# What to produce:
Copy, from the material below, every line in which the word "geometry" can be found.

# Dataset:
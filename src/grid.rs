use glam::Vec3;

use crate::{
    error::BuildError,
    geometry::{ray_aabb_test, Aabb, Ray},
    mailbox::Mailbox,
    object_set::{ObjectSet, RayHit},
    stats::MemoryUsage,
};

/// A regular-subdivision index: the object set's bounds divided into a
/// fixed lattice of cells, each cell holding the ids of every object whose
/// AABB overlaps it. Per-cell lists are slices of one contiguous id array.
pub struct UniformGrid {
    bounds: Aabb,
    cells: [u32; 3],
    cell_size: Vec3,
    inv_cell_size: Vec3,
    offsets: Vec<u32>,
    ids: Vec<u32>,
}

impl UniformGrid {
    /// Builds the grid with a cell resolution derived from `density`:
    /// roughly `density` cells per object, distributed over the axes in
    /// proportion to the bounds' extents.
    pub fn build<S: ObjectSet>(objects: &S, density: f32) -> Result<Self, BuildError> {
        if !density.is_finite() || density <= 0. {
            return Err(BuildError::InvalidDensity(density));
        }

        let object_count = objects.object_count();
        if object_count == 0 {
            return Ok(Self {
                bounds: Aabb::EMPTY,
                cells: [1; 3],
                cell_size: Vec3::ZERO,
                inv_cell_size: Vec3::ZERO,
                offsets: vec![0; 2],
                ids: Vec::new(),
            });
        }

        let bounds = objects.bounds();
        if !bounds.is_finite() {
            return Err(BuildError::InvalidBounds);
        }

        let extent = bounds.diagonal();
        let max_extent = extent.max_element();
        let scale = (density * object_count as f32).cbrt();

        let mut cells = [1u32; 3];
        let mut cell_size = Vec3::ZERO;
        let mut inv_cell_size = Vec3::ZERO;
        for i in 0..3 {
            if max_extent > 0. && extent[i] > 0. {
                cells[i] = ((scale * extent[i] / max_extent).ceil() as u32).max(1);
                cell_size[i] = extent[i] / cells[i] as f32;
                inv_cell_size[i] = cells[i] as f32 / extent[i];
            }
        }

        let cell_count = cells.iter().product::<u32>() as usize;

        // Two passes: count per cell, prefix-sum into offsets, scatter ids.
        let mut counts = vec![0u32; cell_count];
        let grid = Self {
            bounds,
            cells,
            cell_size,
            inv_cell_size,
            offsets: Vec::new(),
            ids: Vec::new(),
        };

        for id in 0..object_count {
            grid.for_overlapped_cells(&objects.object_bounds(id), |cell| {
                counts[cell] += 1;
            });
        }

        let mut offsets = vec![0u32; cell_count + 1];
        for i in 0..cell_count {
            offsets[i + 1] = offsets[i] + counts[i];
        }

        let mut ids = vec![0u32; offsets[cell_count] as usize];
        let mut next = offsets.clone();
        for id in 0..object_count {
            grid.for_overlapped_cells(&objects.object_bounds(id), |cell| {
                ids[next[cell] as usize] = id;
                next[cell] += 1;
            });
        }

        log::debug!(
            "grid build: {} objects, {}x{}x{} cells, {} references",
            object_count,
            cells[0],
            cells[1],
            cells[2],
            ids.len()
        );

        Ok(Self {
            offsets,
            ids,
            ..grid
        })
    }

    pub fn bounding_box(&self) -> Aabb {
        self.bounds
    }

    pub fn cell_counts(&self) -> [u32; 3] {
        self.cells
    }

    pub fn cell_objects(&self, cell: [u32; 3]) -> &[u32] {
        let i = self.cell_index(cell);
        &self.ids[self.offsets[i] as usize..self.offsets[i + 1] as usize]
    }

    pub fn memory_usage(&self) -> MemoryUsage {
        let mut usage = MemoryUsage::default();
        usage.add(&self.offsets);
        usage.add(&self.ids);
        usage
    }

    /// Expected cost of shooting an arbitrary ray through the grid:
    /// each cell weighted by its relative surface area times the number of
    /// object tests it would trigger. Reported verbatim for density tuning.
    pub fn sah_cost(&self, intersect_cost: f32) -> f32 {
        let root_area = self.bounds.area();
        if !(root_area > 0.) {
            return 0.;
        }
        let cell_area = Aabb::new(Vec3::ZERO, self.cell_size).area();
        cell_area / root_area * self.ids.len() as f32 * intersect_cost
    }

    fn cell_index(&self, cell: [u32; 3]) -> usize {
        ((cell[2] * self.cells[1] + cell[1]) * self.cells[0] + cell[0]) as usize
    }

    fn cell_of(&self, p: Vec3) -> [i32; 3] {
        let c = (p - self.bounds.min) * self.inv_cell_size;
        let mut cell = [0i32; 3];
        for i in 0..3 {
            cell[i] = (c[i].floor() as i32).clamp(0, self.cells[i] as i32 - 1);
        }
        cell
    }

    fn for_overlapped_cells(&self, aabb: &Aabb, mut visit: impl FnMut(usize)) {
        let lo = self.cell_of(aabb.min);
        let hi = self.cell_of(aabb.max);
        for z in lo[2]..=hi[2] {
            for y in lo[1]..=hi[1] {
                for x in lo[0]..=hi[0] {
                    visit(self.cell_index([x as u32, y as u32, z as u32]));
                }
            }
        }
    }
}

/// Walks the ray through the grid cell by cell (3D-DDA), testing each
/// visited cell's objects under the mailbox until the interval is exhausted
/// or the ray leaves the lattice.
pub fn raycast_grid<S: ObjectSet, M: Mailbox>(
    grid: &UniformGrid,
    objects: &S,
    ray: &mut Ray,
    hit: &mut RayHit,
    mailbox: &mut M,
) {
    mailbox.begin_ray();

    let Some((t0, _)) = ray_aabb_test(&grid.bounds, ray) else {
        return;
    };

    let entry = ray.at(t0.max(ray.tmin));
    let mut cell = grid.cell_of(entry);

    let mut step = [0i32; 3];
    let mut delta = [f32::INFINITY; 3];
    let mut tnext = [f32::INFINITY; 3];
    for i in 0..3 {
        if ray.dir[i] > 0. {
            step[i] = 1;
            delta[i] = grid.cell_size[i] * ray.inv_dir[i];
            let boundary = grid.bounds.min[i] + (cell[i] + 1) as f32 * grid.cell_size[i];
            tnext[i] = (boundary - ray.orig[i]) * ray.inv_dir[i];
        } else if ray.dir[i] < 0. {
            step[i] = -1;
            delta[i] = -grid.cell_size[i] * ray.inv_dir[i];
            let boundary = grid.bounds.min[i] + cell[i] as f32 * grid.cell_size[i];
            tnext[i] = (boundary - ray.orig[i]) * ray.inv_dir[i];
        }
    }

    loop {
        for &id in grid.cell_objects([cell[0] as u32, cell[1] as u32, cell[2] as u32]) {
            if !mailbox.check_mailbox(id) {
                objects.ray_intersect(ray, hit, id);
            }
        }

        // Lowest axis wins ties so grazing rays step deterministically
        let mut axis = 0;
        if tnext[1] < tnext[axis] {
            axis = 1;
        }
        if tnext[2] < tnext[axis] {
            axis = 2;
        }

        if tnext[axis] > ray.tmax {
            return;
        }

        cell[axis] += step[axis];
        if cell[axis] < 0 || cell[axis] >= grid.cells[axis] as i32 {
            return;
        }
        tnext[axis] += delta[axis];
    }
}

#[cfg(test)]
mod test_grid {
    use glam::vec3;
    use rand::{rngs::SmallRng, SeedableRng};

    use crate::mailbox::NullMailbox;
    use crate::mesh::BasicMesh;
    use crate::test_support::{brute_force_raycast, random_rays, random_soup, CountingSet};

    use super::*;

    /// One diagonal triangle per cell of a k^3 lattice over the unit cube;
    /// each triangle's AABB is exactly its cell, so the mesh bounds are the
    /// whole cube and every cell holds exactly one object.
    fn lattice_soup(k: u32) -> BasicMesh {
        let mut triangles = Vec::new();
        let cell = 1. / k as f32;
        for z in 0..k {
            for y in 0..k {
                for x in 0..k {
                    let lo = vec3(x as f32, y as f32, z as f32) * cell;
                    let hi = lo + Vec3::splat(cell);
                    triangles.push([lo, vec3(hi.x, hi.y, lo.z), vec3(lo.x, hi.y, hi.z)]);
                }
            }
        }
        BasicMesh::from_triangles(&triangles)
    }

    #[test]
    fn test_resolution_follows_density() {
        let mesh = lattice_soup(4);
        let grid = UniformGrid::build(&mesh, 1.).unwrap();
        assert_eq!(grid.cell_counts(), [4, 4, 4]);

        let coarse = UniformGrid::build(&mesh, 1. / 64.).unwrap();
        assert_eq!(coarse.cell_counts(), [1, 1, 1]);
    }

    #[test]
    fn test_invalid_density() {
        let mesh = lattice_soup(2);
        assert!(matches!(
            UniformGrid::build(&mesh, 0.),
            Err(BuildError::InvalidDensity(_))
        ));
        assert!(matches!(
            UniformGrid::build(&mesh, f32::NAN),
            Err(BuildError::InvalidDensity(_))
        ));
    }

    #[test]
    fn test_objects_land_in_overlapped_cells() {
        let mesh = lattice_soup(4);
        let grid = UniformGrid::build(&mesh, 1.).unwrap();

        let mut total = 0;
        for z in 0..4 {
            for y in 0..4 {
                for x in 0..4 {
                    for &id in grid.cell_objects([x, y, z]) {
                        let cell_box = Aabb::new(
                            grid.bounds.min
                                + vec3(x as f32, y as f32, z as f32) * grid.cell_size,
                            grid.bounds.min
                                + vec3((x + 1) as f32, (y + 1) as f32, (z + 1) as f32)
                                    * grid.cell_size,
                        );
                        let obj = mesh.object_bounds(id);
                        assert!(obj.min.cmple(cell_box.max).all());
                        assert!(obj.max.cmpge(cell_box.min).all());
                        total += 1;
                    }
                }
            }
        }
        assert!(total >= mesh.object_count() as usize);
    }

    #[test]
    fn test_raycast_matches_brute_force() {
        let mut rng = SmallRng::seed_from_u64(0);
        let mesh = random_soup(&mut rng, 200);
        let grid = UniformGrid::build(&mesh, 2.).unwrap();

        for proto in random_rays(&mut rng, 1_000) {
            let mut ray = proto.clone();
            let mut hit = RayHit::NONE;
            raycast_grid(&grid, &mesh, &mut ray, &mut hit, &mut NullMailbox);

            let mut ref_ray = proto.clone();
            let mut ref_hit = RayHit::NONE;
            brute_force_raycast(&mesh, &mut ref_ray, &mut ref_hit);

            assert_eq!(hit.object, ref_hit.object);
            assert_eq!(ray.tmax, ref_ray.tmax);
        }
    }

    /// The DDA must visit every pierced cell exactly once: a ray marching
    /// down a lattice column triggers one object test per cell in that
    /// column, and none from neighbouring columns.
    #[test]
    fn test_dda_visits_pierced_column() {
        let mesh = lattice_soup(4);
        let counting = CountingSet::new(mesh);
        let grid = UniformGrid::build(&counting, 1.).unwrap();

        // Below the y >= x half each triangle covers, so nothing shortens
        // the interval.
        let mut ray = Ray::new(vec3(0.02, 0.01, -1.), vec3(0., 0., 1.));
        let mut hit = RayHit::NONE;
        raycast_grid(&grid, &counting, &mut ray, &mut hit, &mut NullMailbox);

        assert!(!hit.is_hit());
        assert_eq!(counting.calls(), 4);
    }

    /// A confirmed hit clamps the interval and stops the walk before the
    /// remaining cells are opened.
    #[test]
    fn test_hit_prunes_remaining_cells() {
        let mesh = lattice_soup(4);
        let counting = CountingSet::new(mesh);
        let grid = UniformGrid::build(&counting, 1.).unwrap();

        let mut ray = Ray::new(vec3(0.1, 0.15, -1.), vec3(0., 0., 1.));
        let mut hit = RayHit::NONE;
        raycast_grid(&grid, &counting, &mut ray, &mut hit, &mut NullMailbox);

        assert!(hit.is_hit());
        assert_eq!(counting.calls(), 1);
    }

    #[test]
    fn test_grazing_face_ray() {
        // Ray travelling exactly on the boundary plane between y-cells.
        let mut rng = SmallRng::seed_from_u64(3);
        let mesh = random_soup(&mut rng, 64);
        let grid = UniformGrid::build(&mesh, 1.).unwrap();

        let mut ray = Ray::new(vec3(-1., 0.5, 0.5), vec3(1., 0., 0.));
        let mut hit = RayHit::NONE;
        raycast_grid(&grid, &mesh, &mut ray, &mut hit, &mut NullMailbox);

        let mut ref_ray = Ray::new(vec3(-1., 0.5, 0.5), vec3(1., 0., 0.));
        let mut ref_hit = RayHit::NONE;
        brute_force_raycast(&mesh, &mut ref_ray, &mut ref_hit);

        assert_eq!(hit.object, ref_hit.object);
    }

    #[test]
    fn test_empty_set() {
        let mesh = BasicMesh::from_triangles(&[]);
        let grid = UniformGrid::build(&mesh, 1.).unwrap();

        let mut ray = Ray::new(vec3(0.5, 0.5, -1.), vec3(0., 0., 1.));
        let mut hit = RayHit::NONE;
        raycast_grid(&grid, &mesh, &mut ray, &mut hit, &mut NullMailbox);
        assert!(!hit.is_hit());
    }

    #[test]
    fn test_sah_cost_scales_with_occupancy() {
        let sparse = lattice_soup(2);
        let grid = UniformGrid::build(&sparse, 1.).unwrap();
        let cost = grid.sah_cost(1.);
        assert!(cost > 0.);
        assert!(grid.sah_cost(2.) > cost);
    }
}
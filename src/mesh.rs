use glam::{vec2, Vec3};

use crate::{
    clip::clip_triangle,
    geometry::{Aabb, Axis, Ray},
    object_set::{ClipObjectSet, ObjectSet, RayHit},
    util::apply_permutation,
};

/// A triangle-list mesh: the sample object set the acceleration structures
/// are exercised with. Object ids are triangle indices.
#[derive(Clone, Debug)]
pub struct BasicMesh {
    positions: Box<[Vec3]>,
    indices: Box<[u32]>,
}

impl BasicMesh {
    pub fn new(positions: Vec<Vec3>, indices: Vec<u32>) -> Self {
        debug_assert!(indices.len() % 3 == 0);
        debug_assert!(indices.iter().all(|&i| (i as usize) < positions.len()));

        Self {
            positions: positions.into_boxed_slice(),
            indices: indices.into_boxed_slice(),
        }
    }

    /// A mesh of disconnected triangles, one per vertex triple.
    pub fn from_triangles(triangles: &[[Vec3; 3]]) -> Self {
        let positions = triangles.iter().flatten().copied().collect();
        let indices = (0..triangles.len() as u32 * 3).collect();
        Self::new(positions, indices)
    }

    pub fn triangle_count(&self) -> usize {
        self.indices.len() / 3
    }

    pub fn triangle_positions(&self, id: u32) -> [Vec3; 3] {
        let i = id as usize * 3;
        [
            self.positions[self.indices[i] as usize],
            self.positions[self.indices[i + 1] as usize],
            self.positions[self.indices[i + 2] as usize],
        ]
    }
}

impl ObjectSet for BasicMesh {
    fn object_count(&self) -> u32 {
        self.triangle_count() as u32
    }

    fn bounds(&self) -> Aabb {
        (0..self.object_count()).fold(Aabb::EMPTY, |bounds, id| {
            bounds.union_aabb(self.object_bounds(id))
        })
    }

    fn object_bounds(&self, id: u32) -> Aabb {
        let [p0, p1, p2] = self.triangle_positions(id);
        Aabb::new(p0, p1).union_point(p2)
    }

    /// Moller-Trumbore intersection against one triangle.
    fn ray_intersect(&self, ray: &mut Ray, hit: &mut RayHit, id: u32) {
        let eps = 0.0000001;

        let [p0, p1, p2] = self.triangle_positions(id);

        let e1 = p1 - p0;
        let e2 = p2 - p0;

        let h = ray.dir.cross(e2);
        let a = e1.dot(h);

        if a > -eps && a < eps {
            return;
        }

        let f = 1. / a;
        let s = ray.orig - p0;
        let u = f * s.dot(h);
        if u < 0. || u > 1. {
            return;
        }

        let q = s.cross(e1);
        let v = f * ray.dir.dot(q);
        if v < 0. || u + v > 1. {
            return;
        }

        let t = f * e2.dot(q);
        if t < ray.tmin || t > ray.tmax {
            return;
        }
        // An exact tie goes to whichever object reported first
        if hit.is_hit() && t >= ray.tmax {
            return;
        }

        ray.tmax = t;
        *hit = RayHit {
            object: id,
            uv: vec2(u, v),
        };
    }

    fn remap(&mut self, perm: &[u32]) {
        debug_assert_eq!(perm.len(), self.triangle_count());

        let mut triples: Vec<[u32; 3]> = self
            .indices
            .chunks_exact(3)
            .map(|c| [c[0], c[1], c[2]])
            .collect();
        apply_permutation(&mut triples, perm.to_vec());

        self.indices = triples.into_iter().flatten().collect();
    }
}

impl ClipObjectSet for BasicMesh {
    fn clip_object(&self, id: u32, parent: &Aabb, axis: Axis, position: f32) -> (Aabb, Aabb) {
        clip_triangle(&self.triangle_positions(id), parent, axis, position)
    }
}

#[cfg(test)]
mod test_mesh {
    use glam::vec3;

    use super::*;

    fn corner_triangle() -> BasicMesh {
        BasicMesh::from_triangles(&[[vec3(0., 0., 0.), vec3(1., 0., 0.), vec3(0., 1., 0.)]])
    }

    #[test]
    fn test_hit_with_barycentrics() {
        let mesh = corner_triangle();
        let mut ray = Ray::new(vec3(0.25, 0.25, -1.), vec3(0., 0., 1.));
        let mut hit = RayHit::NONE;

        mesh.ray_intersect(&mut ray, &mut hit, 0);

        assert!(hit.is_hit());
        assert_eq!(hit.object, 0);
        assert_eq!(ray.tmax, 1.);
        assert_eq!(hit.uv, vec2(0.25, 0.25));
    }

    #[test]
    fn test_miss_outside_triangle() {
        let mesh = corner_triangle();
        let mut ray = Ray::new(vec3(0.75, 0.75, -1.), vec3(0., 0., 1.));
        let mut hit = RayHit::NONE;

        mesh.ray_intersect(&mut ray, &mut hit, 0);

        assert!(!hit.is_hit());
        assert_eq!(ray.tmax, f32::INFINITY);
    }

    #[test]
    fn test_interval_prunes() {
        let mesh = corner_triangle();
        let mut ray = Ray::with_interval(vec3(0.25, 0.25, -1.), vec3(0., 0., 1.), 0., 0.5);
        let mut hit = RayHit::NONE;

        mesh.ray_intersect(&mut ray, &mut hit, 0);
        assert!(!hit.is_hit());
    }

    #[test]
    fn test_closer_hit_shrinks_interval() {
        let tri = |z: f32| [vec3(0., 0., z), vec3(1., 0., z), vec3(0., 1., z)];
        let mesh = BasicMesh::from_triangles(&[tri(3.), tri(1.)]);

        let mut ray = Ray::new(vec3(0.25, 0.25, 0.), vec3(0., 0., 1.));
        let mut hit = RayHit::NONE;

        mesh.ray_intersect(&mut ray, &mut hit, 0);
        assert_eq!(ray.tmax, 3.);
        mesh.ray_intersect(&mut ray, &mut hit, 1);
        assert_eq!(ray.tmax, 1.);
        assert_eq!(hit.object, 1);

        // The farther triangle can no longer displace the closer hit
        mesh.ray_intersect(&mut ray, &mut hit, 0);
        assert_eq!(hit.object, 1);
    }

    #[test]
    fn test_coplanar_tie_is_stable() {
        let tri = [vec3(0., 0., 0.), vec3(1., 0., 0.), vec3(0., 1., 0.)];
        let mesh = BasicMesh::from_triangles(&[tri, tri]);

        let mut ray = Ray::new(vec3(0.25, 0.25, -1.), vec3(0., 0., 1.));
        let mut hit = RayHit::NONE;

        mesh.ray_intersect(&mut ray, &mut hit, 0);
        mesh.ray_intersect(&mut ray, &mut hit, 1);

        assert_eq!(hit.object, 0);
    }

    #[test]
    fn test_remap() {
        let tri = |x: f32| [vec3(x, 0., 0.), vec3(x + 1., 0., 0.), vec3(x, 1., 0.)];
        let mut mesh = BasicMesh::from_triangles(&[tri(0.), tri(10.), tri(20.)]);

        let before: Vec<Aabb> = (0..3).map(|id| mesh.object_bounds(id)).collect();
        mesh.remap(&[2, 0, 1]);

        assert_eq!(mesh.object_bounds(0), before[2]);
        assert_eq!(mesh.object_bounds(1), before[0]);
        assert_eq!(mesh.object_bounds(2), before[1]);
    }
}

# Task response:
    geometry::{ray_aabb_test, Aabb, Ray},
    geometry::{Aabb, Axis, Ray},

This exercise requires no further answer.